The Louis I. Kahn Collection at the Architectural Archives, University of Pennsylvania
Kahn’s original drawings, models, and correspondence offer a “view from the drafting room.”
By Witold Rybczynski November 14, 2013The Architectural Archives of the University of Pennsylvania are located in the basement of the Fisher Fine Arts Library. It is fitting that a building designed by Frank Furness, Philadelphia’s leading 19th-century architect, should also be home to the drawings of the city’s leading 20th-century architect, Louis I. Kahn.
When Kahn died unexpectedly in 1974 (he was 73), he left $470,000 in office debts. The estate’s only asset was his drawings, but for Kahn’s friends and colleagues, selling the drawings off individually to different museums and collectors would have been a tragedy. Thanks to their lobbying efforts, the Commonwealth of Pennsylvania passed a bill (by one vote!) appropriating half a million dollars to acquire the drawings, which are now on permanent loan to the University of Pennsylvania.
This story is recounted to me by Bill Whitaker, who is in charge of Penn’s Architectural Archives, and is the co-author, with George H. Marcus, of the recently published book The Houses of Louis Kahn (Yale University Press). “Saving the Kahn drawings was part of the historic preservation ethos that had grown up at that time,” he says. “Today architectural archives are reaching a wider audience than ever thanks to the Internet.” The Athenaeum of Philadelphia, for example, has scanned its entire collection of Paul Cret drawings, and Syracuse University has a Marcel Breuer digital archive that includes not only drawings but also photographs and correspondence. Such full-scale digitizing is costly and rare, however, and most archives have only representative samples of their collections online.

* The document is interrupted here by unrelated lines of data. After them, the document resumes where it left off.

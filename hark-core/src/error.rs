use thiserror::Error;

/// All errors produced by hark-core.
#[derive(Debug, Error)]
pub enum HarkError {
    #[error("audio device error: {0}")]
    AudioDevice(String),

    #[error("audio stream error: {0}")]
    AudioStream(String),

    #[error("no default input device found")]
    NoDefaultInputDevice,

    #[error("audio capture ended before an utterance completed")]
    CaptureStopped,

    #[error("invalid detector configuration: {0}")]
    InvalidConfig(String),

    #[error("transcription error: {0}")]
    Transcription(String),

    #[error("audio file not found: {path}")]
    AudioFileNotFound { path: std::path::PathBuf },

    #[error("WAV error: {0}")]
    Wav(String),

    #[error("IO error: {0}")]
    Io(#[from] std::io::Error),

    #[error(transparent)]
    Other(#[from] anyhow::Error),
}

pub type Result<T> = std::result::Result<T, HarkError>;
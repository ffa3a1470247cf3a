//! Lock-free SPSC ring buffer for raw capture samples.
//!
//! Uses `ringbuf::HeapRb<f32>` which provides a wait-free `push_slice`
//! safe to call from the real-time audio callback. Chunk assembly and the
//! f32 → i16 conversion happen on the consumer side.

pub mod chunk;
pub mod utterance;

use ringbuf::{traits::Split, HeapRb};

pub use ringbuf::traits::{Consumer, Producer};

/// Type alias for the producer half — held by the audio callback thread.
pub type AudioProducer = ringbuf::HeapProd<f32>;

/// Type alias for the consumer half — held by the capture loop.
pub type AudioConsumer = ringbuf::HeapCons<f32>;

/// Buffer capacity: 2^21 = 2 097 152 f32 samples ≈ 43.7 s at 48 kHz.
/// Far more than one chunk period of slack, so a slow consumer iteration
/// never forces the callback to drop frames.
pub const RING_CAPACITY: usize = 1 << 21;

/// Create a matched producer/consumer pair backed by a heap-allocated ring buffer.
///
/// # Panics
/// Never panics — `HeapRb` construction cannot fail for reasonable capacities.
pub fn create_audio_ring() -> (AudioProducer, AudioConsumer) {
    HeapRb::<f32>::new(RING_CAPACITY).split()
}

Whitaker emphasizes that while it is important to make materials available to those who can’t travel, the physical experience of an archive remains invaluable. “When people come here they immerse themselves in the environment,” he says. “That includes contact with curators, meeting other researchers, chance encounters and, of course, the opportunity to handle the material.” He compares examining an original Kahn drawing to standing in front of a Vermeer. Reproductions, even digital reproductions are OK, but there’s nothing like the real thing.
The Kahn Collection comprises more than the 6,000 drawings in the architect’s own hand. There are also development and working drawings by his office, models, photographs, slides, and extensive correspondence. In addition, researchers have access to oral histories: interviews with Kahn’s employees, clients, and contractors. “An archive can cast a fresh light on what influences an architect’s thinking,” Whitaker explains. “This concern has shaped our collection.” An architect by training, Whitaker calls this approach to curating “the view from the drafting room.”
Kahn is sometimes portrayed as an outsider who only came into his own in 1953 with the Yale Art Gallery. As the Kahn archive demonstrates, this is a gross over-simplification. Kahn’s earliest house, the little-known Oser House (1940-42), bears comparison with Gropius and Breuer’s contemporaneous houses, though Kahn eschewed International Style ribbon windows and white stucco in favor of rugged stone and oiled-cedar clapboard siding. The simple materials and open plan were unusual for the time, and the Oser House was published in the Philadelphia Inquirer, House and Garden, and Architectural Forum.
The later Fisher House (1960–67) is surely one of Kahn’s most compelling residential designs, with beautiful woodwork, inside and out. Construction took three years. “We interviewed the foreman,” says “Whitaker. “He hated the job, It was more like cabinetwork than carpentry.” Kahn’s concern with building quality was not a personal quirk but was grounded in his Philadelphia experience with architects such as George Howe, Oscar Stonorov, and especially Kahn’s teacher and mentor, Paul Cret.
Sometimes an archive can help unravel little architectural mysteries. The Esherick House, a tiny jewel in Philadelphia’s Chestnut Hill, was built for a single woman, Margaret Esherick. She was the niece of Wharton Esherick, the famous woodworker and furniture maker, and asked him to design and build the kitchen, the stair, and several built-ins. Shortly after installing the organically sculpted kitchen, Esherick withdrew from the project. The popular explanation is that the furniture maker and the architect had a falling-out. “We mentioned that in our book,” Whitaker tells me. “But only three weeks ago, I came across a letter in our files from Joe Esherick [Margaret’s architect brother] that suggests there was actually no conflict.” Whitaker speculates that the two men, who had worked together before, simply decided that this time their collaboration wasn’t working. The evidence for this interpretation is a cambered and slightly warped oak beam that was part of Wharton Esherick’s unbuilt stair. Kahn, normally fastidious to a fault, made the joint between the beam and the wall unexpectedly crude, as if to leave a trace of the interrupted collaboration.